Annapurna I was the first 8000 m peak to be climbed. Maurice Herzog and Louis Lachenal, of the French Annapurna expedition led by Herzog (including Lionel Terray, Gaston Rébuffat, Marcel Ichac, Jean Couzy, Marcel Schatz, Jacques Oudot, Francis de Noyelle), reached the summit on 3 June 1950. Ichac made a documentary of the expedition, called Victoire sur l'Annapurna. Its summit was the highest one ever attained at the time, but not the highest climb; higher non-summit points – at least 8500 m – had already been attained on Mount Everest in the 1920s.
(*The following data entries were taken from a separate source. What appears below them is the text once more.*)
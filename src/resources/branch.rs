//! Stack branches.

use crate::clients::{ApiResult, HttpError};
use crate::resources::{params, CrudResource, StackContext};

/// Facade for branches, created by [`Stack::branch`](crate::resources::Stack::branch).
///
/// The API has no branch update endpoint, so [`update`](CrudResource::update)
/// is answered with an error status. [`delete`](CrudResource::delete) always
/// sends `force=true` so branches with content are removed too.
#[derive(Clone, Debug)]
pub struct Branch<'a> {
    context: StackContext<'a>,
    uid: Option<String>,
}

impl<'a> Branch<'a> {
    pub(crate) fn new(context: StackContext<'a>, uid: Option<&str>) -> Self {
        Self {
            context,
            uid: uid.map(String::from),
        }
    }
}

impl CrudResource for Branch<'_> {
    const NAME: &'static str = "Branch";

    fn context(&self) -> &StackContext<'_> {
        &self.context
    }

    fn uid(&self) -> Option<&str> {
        self.uid.as_deref()
    }

    fn collection_path(&self) -> Result<String, HttpError> {
        Ok("stacks/branches".to_string())
    }

    async fn delete(&self) -> ApiResult {
        let path = self.member_path()?;
        self.context
            .delete(&path, Some(params([("force", "true")])))
            .await
    }
}
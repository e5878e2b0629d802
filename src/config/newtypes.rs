//! Validated newtype wrappers for credentials.
//!
//! Tokens mask their value in `Debug` output so they never leak into logs.

use crate::error::ConfigError;
use std::fmt;

/// A validated Contentstack stack API key.
///
/// # Example
///
/// ```rust
/// use contentstack_management::ApiKey;
///
/// let key = ApiKey::new("blt0123456789").unwrap();
/// assert_eq!(key.as_ref(), "blt0123456789");
/// ```
#[derive(Clone, Debug, PartialEq, Eq)]
pub struct ApiKey(String);

impl ApiKey {
    /// Creates a new validated API key.
    ///
    /// # Errors
    ///
    /// Returns [`ConfigError::EmptyApiKey`] if the key is empty.
    pub fn new(key: impl Into<String>) -> Result<Self, ConfigError> {
        let key = key.into();
        if key.trim().is_empty() {
            return Err(ConfigError::EmptyApiKey);
        }
        Ok(Self(key))
    }
}

impl AsRef<str> for ApiKey {
    fn as_ref(&self) -> &str {
        &self.0
    }
}

/// A session auth-token, obtained through login or supplied up front.
///
/// # Example
///
/// ```rust
/// use contentstack_management::AuthToken;
///
/// let token = AuthToken::new("bltsecret").unwrap();
/// assert_eq!(format!("{:?}", token), "AuthToken(*****)");
/// ```
#[derive(Clone, PartialEq, Eq)]
pub struct AuthToken(String);

impl AuthToken {
    /// Creates a new auth-token.
    ///
    /// # Errors
    ///
    /// Returns [`ConfigError::EmptyAuthToken`] if the token is empty.
    pub fn new(token: impl Into<String>) -> Result<Self, ConfigError> {
        let token = token.into();
        if token.is_empty() {
            return Err(ConfigError::EmptyAuthToken);
        }
        Ok(Self(token))
    }
}

impl AsRef<str> for AuthToken {
    fn as_ref(&self) -> &str {
        &self.0
    }
}

impl fmt::Debug for AuthToken {
    fn fmt(&self, f: &mut fmt::Formatter<'_>) -> fmt::Result {
        f.write_str("AuthToken(*****)")
    }
}

/// A long-lived management token, sent as the `authorization` header.
#[derive(Clone, PartialEq, Eq)]
pub struct ManagementToken(String);

impl ManagementToken {
    /// Creates a new management token.
    ///
    /// # Errors
    ///
    /// Returns [`ConfigError::EmptyManagementToken`] if the token is empty.
    pub fn new(token: impl Into<String>) -> Result<Self, ConfigError> {
        let token = token.into();
        if token.is_empty() {
            return Err(ConfigError::EmptyManagementToken);
        }
        Ok(Self(token))
    }
}

impl AsRef<str> for ManagementToken {
    fn as_ref(&self) -> &str {
        &self.0
    }
}

impl fmt::Debug for ManagementToken {
    fn fmt(&self, f: &mut fmt::Formatter<'_>) -> fmt::Result {
        f.write_str("ManagementToken(*****)")
    }
}

#[cfg(test)]
mod tests {
    use super::*;

    #[test]
    fn test_api_key_rejects_empty() {
        assert!(matches!(ApiKey::new(""), Err(ConfigError::EmptyApiKey)));
        assert!(matches!(ApiKey::new("   "), Err(ConfigError::EmptyApiKey)));
    }

    #[test]
    fn test_tokens_reject_empty() {
        assert!(matches!(AuthToken::new(""), Err(ConfigError::EmptyAuthToken)));
        assert!(matches!(
            ManagementToken::new(""),
            Err(ConfigError::EmptyManagementToken)
        ));
    }

    #[test]
    fn test_tokens_mask_debug_output() {
        let auth = AuthToken::new("super-secret").unwrap();
        let mgmt = ManagementToken::new("cs-secret").unwrap();

        assert!(!format!("{auth:?}").contains("super-secret"));
        assert_eq!(format!("{mgmt:?}"), "ManagementToken(*****)");
        assert_eq!(auth.as_ref(), "super-secret");
    }
}
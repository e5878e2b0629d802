//! Branch aliases.

use serde_json::Value;

use crate::clients::{ApiResult, HttpError};
use crate::resources::{CrudResource, StackContext};

/// Facade for branch aliases, created by [`Stack::alias`](crate::resources::Stack::alias).
///
/// Aliases are created by assigning them to a branch.
#[derive(Clone, Debug)]
pub struct Alias<'a> {
    context: StackContext<'a>,
    uid: Option<String>,
}

impl<'a> Alias<'a> {
    pub(crate) fn new(context: StackContext<'a>, uid: Option<&str>) -> Self {
        Self {
            context,
            uid: uid.map(String::from),
        }
    }

    /// Points this alias at a branch, creating it if needed.
    ///
    /// # Errors
    ///
    /// Fails without a request if no uid was given.
    pub async fn assign(&self, body: Value) -> ApiResult {
        let path = self.member_path()?;
        self.context.put(&path, None, Some(body)).await
    }
}

impl CrudResource for Alias<'_> {
    const NAME: &'static str = "Alias";

    fn context(&self) -> &StackContext<'_> {
        &self.context
    }

    fn uid(&self) -> Option<&str> {
        self.uid.as_deref()
    }

    fn collection_path(&self) -> Result<String, HttpError> {
        Ok("stacks/branch_aliases".to_string())
    }
}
The south face of Annapurna was first climbed in 1970 by Don Whillans and Dougal Haston also without using supplementary oxygen, members of a British expedition led by Chris Bonington that included Ian Clough, who was killed by a falling serac during the descent. They were, however, beaten to the second ascent of Annapurna by a matter of days by a British Army expedition whose climbing team was led by then-Captain Henry Day.

In 1978, the American Women's Himalayan Expedition, a team led by Arlene Blum, became the first United States team to climb Annapurna I. The first summit team, composed of Vera Komarkova and Irene Miller, and Sherpas Mingma Tsering and Chewang Ringjing, reached the top at 3:30 pm on 15 October 1978. Komarkova and Miller were the first women ever to reach the summit of the mountain. The second summit team, Alison Chadwick-Onyszkiewicz and Vera Watson, died during this climb.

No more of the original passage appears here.